[ACTIVITY]
Write down, unchanged, the entries from the first line through the line holding "drawing background blits.". Include no other line.

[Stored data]
*** Begin section ***

//! Render plan execution on `embedded-graphics` draw targets.
//!
//! embedded-graphics has no anti-aliasing, shadows or rotated rectangles, so
//! paints are reduced to color, stroke width and fill/stroke style, and
//! rounded-rectangle hands are drawn as stadiums along their rotated axis.

use embedded_graphics::geometry::{AngleUnit, Point as EgPoint, Size};
use embedded_graphics::image::{Image, ImageDrawable};
use embedded_graphics::pixelcolor::Rgb888;
use embedded_graphics::prelude::*;
use embedded_graphics::primitives::{Arc, Circle, Line, PrimitiveStyle, Rectangle};
use palette::Srgb;

use crate::background::{BitmapScaler, ScaledBackgrounds};
use crate::colors::to_rgb8;
use crate::geometry::Point;
use crate::plan::{BackgroundKind, BitmapBlit, DrawCommand, HandShape, HandStroke, RenderPlan};
use crate::types::{Paint, PaintStyle, Viewport};

/// Trait for drawing background blits.
pub trait BackgroundPainter<D: DrawTarget> {
    /// Draws the background described by `blit` at the origin.
    fn paint(
        &mut self,
        target: &mut D,
        blit: &BitmapBlit,
        viewport: Viewport,
    ) -> Result<(), D::Error>;
}

/// Fills the background area with a flat color per background kind.
#[derive(Debug, Clone, Copy, PartialEq)]
pub struct SolidBackground {
    pub interactive: Srgb,
    pub ambient: Srgb,
}

impl<D> BackgroundPainter<D> for SolidBackground
where
    D: DrawTarget,
    D::Color: From<Rgb888>,
{
    fn paint(&mut self, target: &mut D, blit: &BitmapBlit, _viewport: Viewport) -> Result<(), D::Error> {
        let color = match blit.kind {
            BackgroundKind::Interactive => self.interactive,
            BackgroundKind::Ambient => self.ambient,
        };
        Rectangle::new(EgPoint::new(0, 0), Size::new(blit.width, blit.height))
            .into_styled(PrimitiveStyle::with_fill(eg_color::<D::Color>(color)))
            .draw(target)
    }
}

impl<D, S> BackgroundPainter<D> for ScaledBackgrounds<S>
where
    D: DrawTarget,
    S: BitmapScaler,
    S::Bitmap: ImageDrawable<Color = D::Color>,
{
    fn paint(&mut self, target: &mut D, blit: &BitmapBlit, viewport: Viewport) -> Result<(), D::Error> {
        match self.get(blit.kind, viewport) {
            Some(bitmap) => Image::new(bitmap, EgPoint::new(0, 0)).draw(target),
            None => Ok(()),
        }
    }
}

/// Draws every command of `plan` onto `target`, in order.
pub fn draw_plan<D, B>(plan: &RenderPlan, target: &mut D, background: &mut B) -> Result<(), D::Error>
where
    D: DrawTarget,
    D::Color: From<Rgb888>,
    B: BackgroundPainter<D>,
{
    for command in plan {
        match command {
            DrawCommand::Background(blit) => background.paint(target, blit, plan.viewport())?,
            DrawCommand::Tick { tick, paint } => {
                Line::new(eg_point(tick.start), eg_point(tick.end))
                    .into_styled(PrimitiveStyle::with_stroke(eg_color(paint.color), stroke(paint)))
                    .draw(target)?;
            }
            DrawCommand::Hand(hand) => draw_hand(hand, target)?,
            DrawCommand::Circle {
                center,
                radius,
                paint,
            } => {
                Circle::with_center(eg_point(*center), diameter(*radius))
                    .into_styled(primitive_style(paint))
                    .draw(target)?;
            }
        }
    }
    Ok(())
}

fn draw_hand<D>(hand: &HandStroke, target: &mut D) -> Result<(), D::Error>
where
    D: DrawTarget,
    D::Color: From<Rgb888>,
{
    let paint = &hand.paint;
    let color = eg_color::<D::Color>(paint.color);
    let base = hand.base();
    let tip = hand.tip();

    match hand.shape {
        HandShape::Line { .. } => Line::new(eg_point(base), eg_point(tip))
            .into_styled(PrimitiveStyle::with_stroke(color, stroke(paint)))
            .draw(target),
        HandShape::RoundRect { corner_radius, .. } => {
            // Cap centers sit `corner_radius` inside the rect's ends.
            let dx = tip.x - base.x;
            let dy = tip.y - base.y;
            let len = libm::hypotf(dx, dy);
            if len <= 2.0 * corner_radius {
                let mid = Point::new((base.x + tip.x) / 2.0, (base.y + tip.y) / 2.0);
                return Circle::with_center(eg_point(mid), diameter(corner_radius))
                    .into_styled(primitive_style(paint))
                    .draw(target);
            }

            let ux = dx / len;
            let uy = dy / len;
            let near = Point::new(base.x + ux * corner_radius, base.y + uy * corner_radius);
            let far = Point::new(tip.x - ux * corner_radius, tip.y - uy * corner_radius);

            match paint.style {
                PaintStyle::Fill => {
                    let width = diameter(corner_radius);
                    Line::new(eg_point(near), eg_point(far))
                        .into_styled(PrimitiveStyle::with_stroke(color, width))
                        .draw(target)?;
                    for end in [near, far] {
                        Circle::with_center(eg_point(end), width)
                            .into_styled(PrimitiveStyle::with_fill(color))
                            .draw(target)?;
                    }
                    Ok(())
                }
                PaintStyle::Stroke => {
                    let style = PrimitiveStyle::with_stroke(color, stroke(paint));
                    let nx = -uy * corner_radius;
                    let ny = ux * corner_radius;
                    for side in [1.0, -1.0] {
                        Line::new(
                            eg_point(Point::new(near.x + nx * side, near.y + ny * side)),
                            eg_point(Point::new(far.x + nx * side, far.y + ny * side)),
                        )
                        .into_styled(style)
                        .draw(target)?;
                    }

                    // embedded-graphics angles run clockwise from +x in screen space.
                    let axis = libm::atan2f(uy, ux).to_degrees();
                    Arc::with_center(eg_point(far), diameter(corner_radius), (axis - 90.0).deg(), 180.0_f32.deg())
                        .into_styled(style)
                        .draw(target)?;
                    Arc::with_center(eg_point(near), diameter(corner_radius), (axis + 90.0).deg(), 180.0_f32.deg())
                        .into_styled(style)
                        .draw(target)
                }
            }
        }
    }
}

fn primitive_style<C: PixelColor + From<Rgb888>>(paint: &Paint) -> PrimitiveStyle<C> {
    match paint.style {
        PaintStyle::Fill => PrimitiveStyle::with_fill(eg_color(paint.color)),
        PaintStyle::Stroke => PrimitiveStyle::with_stroke(eg_color(paint.color), stroke(paint)),
    }
}

fn eg_color<C: From<Rgb888>>(color: Srgb) -> C {
    let (r, g, b) = to_rgb8(color);
    Rgb888::new(r, g, b).into()
}

fn eg_point(point: Point) -> EgPoint {
    EgPoint::new(libm::roundf(point.x) as i32, libm::roundf(point.y) as i32)
}

fn stroke(paint: &Paint) -> u32 {
    libm::roundf(paint.stroke_width).max(1.0) as u32
}

fn diameter(radius: f32) -> u32 {
    libm::roundf(radius * 2.0).max(1.0) as u32
}
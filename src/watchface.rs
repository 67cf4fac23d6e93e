//! Watch face engine tying power state, redraw timing and rendering together.
//!
//! Provides [`WatchFace`], which receives host lifecycle notifications, keeps
//! the redraw timer armed exactly while the face is visible and interactive,
//! and renders frames on demand. Also defines the [`RedrawSink`] trait for the
//! host's invalidate call.

use crate::command::HostEvent;
use crate::config::FaceConfig;
use crate::plan::RenderPlan;
use crate::power::{PowerPhase, PowerStateMachine};
use crate::renderer::ClockRenderer;
use crate::scheduler::{ScheduleError, Scheduler, TickTimer, next_tick_delay};
use crate::time::{TimeDuration, TimeSource};
use crate::types::{RenderDetail, RenderError, Viewport};

/// Trait for abstracting the host's display invalidation.
///
/// Implement this for your platform so the watch face can ask for a new frame.
/// The host should respond by calling [`WatchFace::draw`] on its next frame.
pub trait RedrawSink {
    /// Requests that the face be redrawn.
    fn request_redraw(&mut self);
}

/// Errors that can occur during watch face operations.
#[derive(Debug, Clone, Copy, PartialEq, Eq)]
#[cfg_attr(feature = "defmt", derive(defmt::Format))]
pub enum EngineError {
    /// Rendering failed.
    Render(RenderError),
    /// The redraw timer could not be armed.
    Schedule(ScheduleError),
}

impl core::fmt::Display for EngineError {
    fn fmt(&self, f: &mut core::fmt::Formatter<'_>) -> core::fmt::Result {
        match self {
            EngineError::Render(err) => write!(f, "render error: {}", err),
            EngineError::Schedule(err) => write!(f, "schedule error: {}", err),
        }
    }
}

#[cfg(feature = "std")]
impl std::error::Error for EngineError {}

impl From<RenderError> for EngineError {
    fn from(err: RenderError) -> Self {
        EngineError::Render(err)
    }
}

impl From<ScheduleError> for EngineError {
    fn from(err: ScheduleError) -> Self {
        EngineError::Schedule(err)
    }
}

/// An analog watch face driven by host lifecycle notifications.
///
/// Owns the scheduler and redraw sink, borrows the time source. All methods
/// must be called from the host's event loop; a multi-threaded host must
/// serialize them.
///
/// # Type Parameters
/// * `'t` - Lifetime of the time source reference
/// * `T` - Time source implementation type
/// * `S` - Scheduler implementation type
/// * `R` - Redraw sink implementation type
pub struct WatchFace<'t, T: TimeSource, S: Scheduler, R: RedrawSink> {
    time_source: &'t T,
    scheduler: S,
    host: R,
    power: PowerStateMachine,
    timer: TickTimer<S::Handle>,
    renderer: ClockRenderer,
}

impl<'t, T: TimeSource, S: Scheduler, R: RedrawSink> WatchFace<'t, T, S, R> {
    /// Creates a hidden, interactive face with no timer armed.
    pub fn new(config: FaceConfig, time_source: &'t T, scheduler: S, host: R) -> Self {
        Self {
            time_source,
            scheduler,
            host,
            power: PowerStateMachine::new(),
            timer: TickTimer::new(),
            renderer: ClockRenderer::new(config),
        }
    }

    /// Handles a host event by dispatching to the appropriate method.
    pub fn handle_event(&mut self, event: HostEvent<S::Handle>) -> Result<(), EngineError> {
        match event {
            HostEvent::AmbientModeChanged(ambient) => self.on_ambient_mode_changed(ambient)?,
            HostEvent::VisibilityChanged(visible) => self.on_visibility_changed(visible)?,
            HostEvent::PropertiesDiscovered { low_bit_ambient } => {
                self.on_properties_discovered(low_bit_ambient)
            }
            HostEvent::TimerFired(handle) => self.on_timer_fired(handle)?,
            HostEvent::TimeTick => self.on_time_tick(),
            HostEvent::TimeZoneChanged => self.on_time_zone_changed(),
            HostEvent::Destroy => self.on_destroy(),
        }
        Ok(())
    }

    /// Applies an ambient mode change.
    ///
    /// Requests a redraw only if the mode actually changed, and re-evaluates
    /// the timer either way.
    pub fn on_ambient_mode_changed(&mut self, ambient: bool) -> Result<(), ScheduleError> {
        let transition = self.power.set_ambient_mode(ambient);
        if transition.restyle {
            debug!("anti-aliasing now {}", self.power.render_detail().anti_alias());
        }
        if transition.changed {
            self.host.request_redraw();
        }
        self.update_timer()
    }

    /// Applies a visibility change and re-evaluates the timer.
    pub fn on_visibility_changed(&mut self, visible: bool) -> Result<(), ScheduleError> {
        self.power.set_visible(visible);
        self.update_timer()
    }

    /// Records display properties. Does not redraw.
    pub fn on_properties_discovered(&mut self, low_bit_ambient: bool) {
        self.power.set_low_bit_ambient(low_bit_ambient);
    }

    /// Handles a fired redraw callback.
    ///
    /// Stale handles (cancelled callbacks the host delivered anyway) are
    /// ignored. Otherwise requests a redraw and, while the face should run,
    /// schedules the next tick on the following second boundary.
    pub fn on_timer_fired(&mut self, handle: S::Handle) -> Result<(), ScheduleError> {
        if !self.timer.fire(handle) {
            trace!("ignoring stale timer callback");
            return Ok(());
        }

        self.host.request_redraw();

        if self.power.should_run() {
            let delay: S::Duration = next_tick_delay(self.time_source.epoch_millis());
            trace!("next tick in {} ms", delay.as_millis());
            self.timer.arm(&mut self.scheduler, delay)?;
        }
        Ok(())
    }

    /// Host's periodic coarse tick (once a minute in ambient mode).
    pub fn on_time_tick(&mut self) {
        self.host.request_redraw();
    }

    /// Time zone changed; the next frame samples the time source afresh.
    pub fn on_time_zone_changed(&mut self) {
        self.host.request_redraw();
    }

    /// Cancels any pending timer.
    pub fn on_destroy(&mut self) {
        self.timer.disarm(&mut self.scheduler);
    }

    /// Cancels the pending timer and, if the face should run, arms it to fire
    /// immediately.
    ///
    /// Call again to retry after a scheduling failure; the power state is
    /// unaffected by failures.
    pub fn update_timer(&mut self) -> Result<(), ScheduleError> {
        self.timer.disarm(&mut self.scheduler);
        if self.power.should_run() {
            if let Err(err) = self.timer.arm(&mut self.scheduler, <S::Duration as TimeDuration>::ZERO) {
                warn!("failed to arm redraw timer: {}", err);
                return Err(err);
            }
        }
        Ok(())
    }

    /// Renders a frame for `viewport` from a fresh time sample.
    pub fn draw(&mut self, viewport: Viewport) -> Result<RenderPlan, RenderError> {
        let time = self.time_source.now();
        self.renderer.render(time, viewport, self.power.render_detail())
    }

    /// Returns true if the redraw timer should be armed.
    pub fn should_run(&self) -> bool {
        self.power.should_run()
    }

    /// Returns true if a redraw callback is pending.
    pub fn timer_pending(&self) -> bool {
        self.timer.is_pending()
    }

    pub fn render_detail(&self) -> RenderDetail {
        self.power.render_detail()
    }

    pub fn phase(&self) -> PowerPhase {
        self.power.phase()
    }

    pub fn power(&self) -> &PowerStateMachine {
        &self.power
    }

    pub fn renderer(&self) -> &ClockRenderer {
        &self.renderer
    }

    pub fn scheduler(&self) -> &S {
        &self.scheduler
    }

    pub fn host(&self) -> &R {
        &self.host
    }
}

*** End section ***

[WORKED SOLUTION]
//! Render plan execution on `embedded-graphics` draw targets.
//!
//! embedded-graphics has no anti-aliasing, shadows or rotated rectangles, so
//! paints are reduced to color, stroke width and fill/stroke style, and
//! rounded-rectangle hands are drawn as stadiums along their rotated axis.

use embedded_graphics::geometry::{AngleUnit, Point as EgPoint, Size};
use embedded_graphics::image::{Image, ImageDrawable};
use embedded_graphics::pixelcolor::Rgb888;
use embedded_graphics::prelude::*;
use embedded_graphics::primitives::{Arc, Circle, Line, PrimitiveStyle, Rectangle};
use palette::Srgb;

use crate::background::{BitmapScaler, ScaledBackgrounds};
use crate::colors::to_rgb8;
use crate::geometry::Point;
use crate::plan::{BackgroundKind, BitmapBlit, DrawCommand, HandShape, HandStroke, RenderPlan};
use crate::types::{Paint, PaintStyle, Viewport};

/// Trait for drawing background blits.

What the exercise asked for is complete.